In a letter to the Solicitor-General, Sakeliga requests his facilitation for mediation with the Minister of Cooperative Governance and Traditional Affairs, Dr Nkosazana Dlamini-Zyma, under regulation 13 of the State of Disaster Regulations promulgated on 30 April 2020. Both the Minister of Trade, Industry and Competition and the Minister of Police were also included in the letter.
Piet le Roux, CEO of Sakeliga, says the purpose of the mediation is to reach agreement with Government on restoring freedom of movement and freedom to work before litigation is undertaken in the alternative. “We share the general sense of urgency about the current economic and growing humanitarian crisis. However, litigation is unlikely to offer results before several weeks from now, comes with risks of its own, and require further preparation. Meanwhile, we are seizing the opportunity to mediate.”
Sakeliga’s call for mediation focuses on the issue of permits for travel and so-called “essential” and “permitted” services.
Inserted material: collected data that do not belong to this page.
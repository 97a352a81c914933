//! Entity/DTO mappers.
//!
//! Each mapper converts in both directions. Entity to DTO flattens relations
//! down to their identifiers; DTO to entity looks referenced entities up
//! through a [`Resolver`](storefront_core::Resolver).

mod customer;
mod location;
mod product;
mod purchase;

pub use customer::*;
pub use location::*;
pub use product::*;
pub use purchase::*;

use storefront_core::{Entity, EntityId, EntityKind, MappingError};

/// Identifier of a required relation, for entity to DTO projection.
pub(crate) fn required_id<R: Entity>(
    owner: EntityKind,
    relation: &'static str,
    related: Option<&R>,
) -> Result<EntityId, MappingError> {
    let related = related.ok_or(MappingError::MissingRequiredRelation { entity: owner, relation })?;
    related
        .id()
        .ok_or(MappingError::UnpersistedReference { entity: owner, relation })
}

/// Identifier of an optional relation. A present but unsaved relation is
/// still an error.
pub(crate) fn optional_id<R: Entity>(
    owner: EntityKind,
    relation: &'static str,
    related: Option<&R>,
) -> Result<Option<EntityId>, MappingError> {
    related
        .map(|r| r.id().ok_or(MappingError::UnpersistedReference { entity: owner, relation }))
        .transpose()
}

/// Unwraps a resolver lookup, failing when nothing exists under `id`.
pub(crate) fn resolved<R: Entity>(id: EntityId, found: Option<R>) -> Result<R, MappingError> {
    found.ok_or(MappingError::UnresolvedReference { kind: R::KIND, id })
}
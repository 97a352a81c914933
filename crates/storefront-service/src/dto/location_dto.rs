//! District and city DTOs.

use super::Dto;
use serde::{Deserialize, Serialize};
use storefront_core::rules::not_blank;
use storefront_core::EntityId;
use validator::Validate;

/// Transfer object for a district.
#[derive(Debug, Clone, PartialEq, Eq, Serialize, Deserialize, Validate)]
#[serde(rename_all = "camelCase")]
pub struct DistrictDto {
    #[serde(default)]
    pub id: Option<EntityId>,

    #[validate(custom(function = "not_blank", message = "Name must not be blank"))]
    pub name: String,

    #[validate(custom(function = "not_blank", message = "Abbreviation must not be blank"))]
    pub abbreviation: String,
}

impl Dto for DistrictDto {
    fn id(&self) -> Option<EntityId> {
        self.id
    }

    fn clear_ids(&mut self) {
        self.id = None;
    }
}

/// Transfer object for a city. `districtId` is required.
#[derive(Debug, Clone, PartialEq, Eq, Serialize, Deserialize, Validate)]
#[serde(rename_all = "camelCase")]
pub struct CityDto {
    #[serde(default)]
    pub id: Option<EntityId>,

    #[validate(custom(function = "not_blank", message = "Name must not be blank"))]
    pub name: String,

    pub district_id: EntityId,
}

impl Dto for CityDto {
    fn id(&self) -> Option<EntityId> {
        self.id
    }

    fn clear_ids(&mut self) {
        self.id = None;
    }
}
Le Roux says the permit system “creates a situation where everything that is not explicitly authorised is forbidden – a drastically unconstitutional situation. It is fundamentally impossible to comply with and unclear to employers, employees, the broader public, and law enforcement. In addition, all authority for the determination of the validity of these permits are placed exclusively within the purview of law enforcement. This has already led to unlawful arrests and obstruction, exposes the public to unreasonable encroachments on their rights, and causes economic damage with no benefit to public health. It is, furthermore, in violation of the principles of rule of law, legality, the separation of powers, and various other requirements of constitutionalism.”
South Africa has, for a number of weeks, been subjected to a new, highly complex, one-sided regulatory framework, Le Roux continues: “It was supposed to be temporary, but now seems likely to continue for months on end. Considering this fact, it is crucial that the public’s institutional memory of a constitutional order with the separation of powers is maintained. We run the risk that the centralisation of all power in the executive branch becomes normal to the public and the state, to the detriment of the judicial and legislative branches of provincial, local and traditional authorities, as well as of community institutions such as churches, business groupings, and other civil society organisations. This would bring about unthinkable economic and social harm.”
In the letter, Sakeliga requests the Solicitor-General’s answer by the end of Monday the 4th of May.